USD rally takes a pause but holds most if its gains.  The Fed meeting is still seen as having been a game changer and the outlook for the US economy should improve steadily. The US is seeing political risk for Europe and both political and economic risk for the UK. All this should see USD continue to strengthen over the medium term.

EUR

On Thursday, the Swiss National Bank (SNB), Norwegian Central Bank (Norges) and the Bank of England (MPC) met. Like the Fed, more focus was likely to be on the economic forecast for 2017 of the MPC. The Fed’s actions on Wednesday night may have scuppered any plans any of these banks had to be able to lower rates any further. EUR saw good selling as it broke 1.0450 with lows for EUR at 1.0364.

GBP

With lows for GBP at 1.2372, one would suggest those who still have GBP to sell use this correction to sell into, or at least leave stops just below Thursday’s low which stopped at an obvious technical level. The MPC stood pat on rates as the whole market had expected. Bank of England Governor Mark Carney said that currency volatility was likely to be an ongoing feature of the market, also saying that the strength of GBP recently had helped soften inflation and will allow economy to “run hot” to “some extent”. GBP dropped from 1.2540 to 1.2450 following the release. Carney also said that the strength of GBP had “softened the outlook for inflationary impact”, meaning that if GBP stayed strong, then price inflation from abroad would not be as high as their estimations.
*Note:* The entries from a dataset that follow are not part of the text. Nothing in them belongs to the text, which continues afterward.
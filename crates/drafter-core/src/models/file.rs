use chrono::{DateTime, Utc};
use serde::{Deserialize, Serialize};
use uuid::Uuid;

use crate::hash;

use super::branch::BranchId;
use super::ProjectId;

/// Unique identifier for a working file.
#[derive(Debug, Clone, PartialEq, Eq, Hash, Serialize, Deserialize)]
pub struct FileId(pub Uuid);

impl FileId {
    pub fn new() -> Self {
        Self(Uuid::now_v7())
    }

    pub fn from_uuid(id: Uuid) -> Self {
        Self(id)
    }
}

impl std::fmt::Display for FileId {
    fn fmt(&self, f: &mut std::fmt::Formatter<'_>) -> std::fmt::Result {
        write!(f, "{}", self.0)
    }
}

/// Unique identifier for a working folder.
#[derive(Debug, Clone, PartialEq, Eq, Hash, Serialize, Deserialize)]
pub struct FolderId(pub Uuid);

impl FolderId {
    pub fn new() -> Self {
        Self(Uuid::now_v7())
    }

    pub fn from_uuid(id: Uuid) -> Self {
        Self(id)
    }
}

impl std::fmt::Display for FolderId {
    fn fmt(&self, f: &mut std::fmt::Formatter<'_>) -> std::fmt::Result {
        write!(f, "{}", self.0)
    }
}

/// The kind of process-model document a file holds.
#[derive(Debug, Clone, Copy, PartialEq, Eq, Hash, Serialize, Deserialize)]
#[serde(rename_all = "snake_case")]
pub enum FileKind {
    Bpmn,
    Dmn,
}

impl FileKind {
    /// File extension used when the file is written to a git tree.
    pub fn extension(&self) -> &'static str {
        match self {
            FileKind::Bpmn => ".bpmn",
            FileKind::Dmn => ".dmn",
        }
    }
}

impl std::fmt::Display for FileKind {
    fn fmt(&self, f: &mut std::fmt::Formatter<'_>) -> std::fmt::Result {
        match self {
            FileKind::Bpmn => write!(f, "bpmn"),
            FileKind::Dmn => write!(f, "dmn"),
        }
    }
}

impl std::str::FromStr for FileKind {
    type Err = String;

    fn from_str(s: &str) -> Result<Self, Self::Err> {
        match s.to_lowercase().as_str() {
            "bpmn" => Ok(FileKind::Bpmn),
            "dmn" => Ok(FileKind::Dmn),
            _ => Err(format!("unknown file kind: {s}")),
        }
    }
}

/// A mutable file in a branch's worktree.
///
/// Edits land here directly; commits copy the state out into immutable
/// snapshots. Removal is logical (`is_deleted`) so history stays diffable.
#[derive(Debug, Clone, Serialize, Deserialize)]
pub struct WorkingFile {
    pub id: FileId,
    pub branch_id: BranchId,
    pub project_id: ProjectId,
    pub folder_id: Option<FolderId>,
    pub name: String,
    pub kind: FileKind,
    pub content: String,
    pub content_hash: String,
    pub is_deleted: bool,
    pub created_at: DateTime<Utc>,
    pub updated_at: DateTime<Utc>,
}

impl WorkingFile {
    pub fn new(
        branch_id: BranchId,
        project_id: ProjectId,
        folder_id: Option<FolderId>,
        name: String,
        kind: FileKind,
        content: String,
    ) -> Self {
        let now = Utc::now();
        let content_hash = hash::hash_content(&content);
        Self {
            id: FileId::new(),
            branch_id,
            project_id,
            folder_id,
            name,
            kind,
            content,
            content_hash,
            is_deleted: false,
            created_at: now,
            updated_at: now,
        }
    }

    /// Replace the content, recomputing the stored hash.
    pub fn set_content(&mut self, content: String) {
        self.content_hash = hash::hash_content(&content);
        self.content = content;
        self.updated_at = Utc::now();
    }
}

/// A mutable folder in a branch's worktree.
#[derive(Debug, Clone, Serialize, Deserialize)]
pub struct WorkingFolder {
    pub id: FolderId,
    pub branch_id: BranchId,
    pub project_id: ProjectId,
    pub parent_id: Option<FolderId>,
    pub name: String,
    pub is_deleted: bool,
    pub created_at: DateTime<Utc>,
    pub updated_at: DateTime<Utc>,
}

impl WorkingFolder {
    pub fn new(
        branch_id: BranchId,
        project_id: ProjectId,
        parent_id: Option<FolderId>,
        name: String,
    ) -> Self {
        let now = Utc::now();
        Self {
            id: FolderId::new(),
            branch_id,
            project_id,
            parent_id,
            name,
            is_deleted: false,
            created_at: now,
            updated_at: now,
        }
    }
}

#[cfg(test)]
mod tests {
    use super::*;

    #[test]
    fn test_new_file_hashes_its_content() {
        let file = WorkingFile::new(
            BranchId::new(),
            ProjectId::new(),
            None,
            "Order flow".to_string(),
            FileKind::Bpmn,
            "test content".to_string(),
        );
        assert_eq!(
            file.content_hash,
            "6ae8a75555209fd6c44157c0aed8016e763ff435a19cf186f76863140143ff72"
        );
        assert!(!file.is_deleted);
    }

    #[test]
    fn test_set_content_updates_hash() {
        let mut file = WorkingFile::new(
            BranchId::new(),
            ProjectId::new(),
            None,
            "Rates".to_string(),
            FileKind::Dmn,
            "v1".to_string(),
        );
        let before = file.content_hash.clone();
        file.set_content("v2".to_string());
        assert_ne!(file.content_hash, before);
        assert_eq!(file.content, "v2");
    }

    #[test]
    fn test_file_kind_parses_case_insensitively() {
        assert_eq!("BPMN".parse::<FileKind>().unwrap(), FileKind::Bpmn);
        assert_eq!("dmn".parse::<FileKind>().unwrap(), FileKind::Dmn);
        assert!("xml".parse::<FileKind>().is_err());
    }
}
However, one feels that with the USD likely to get even stronger over the next few months, this pressure will kick back in, possibly even harder than the MPC’s original forecast.

We are already getting anecdotal information of the difficulties facing UK firms with end-of-the-year price increases, and sadly it is thought the UK economy is in for a very tough three to six months while those input prices pinch but one is still waiting for the trade benefit of lower GBP to come through.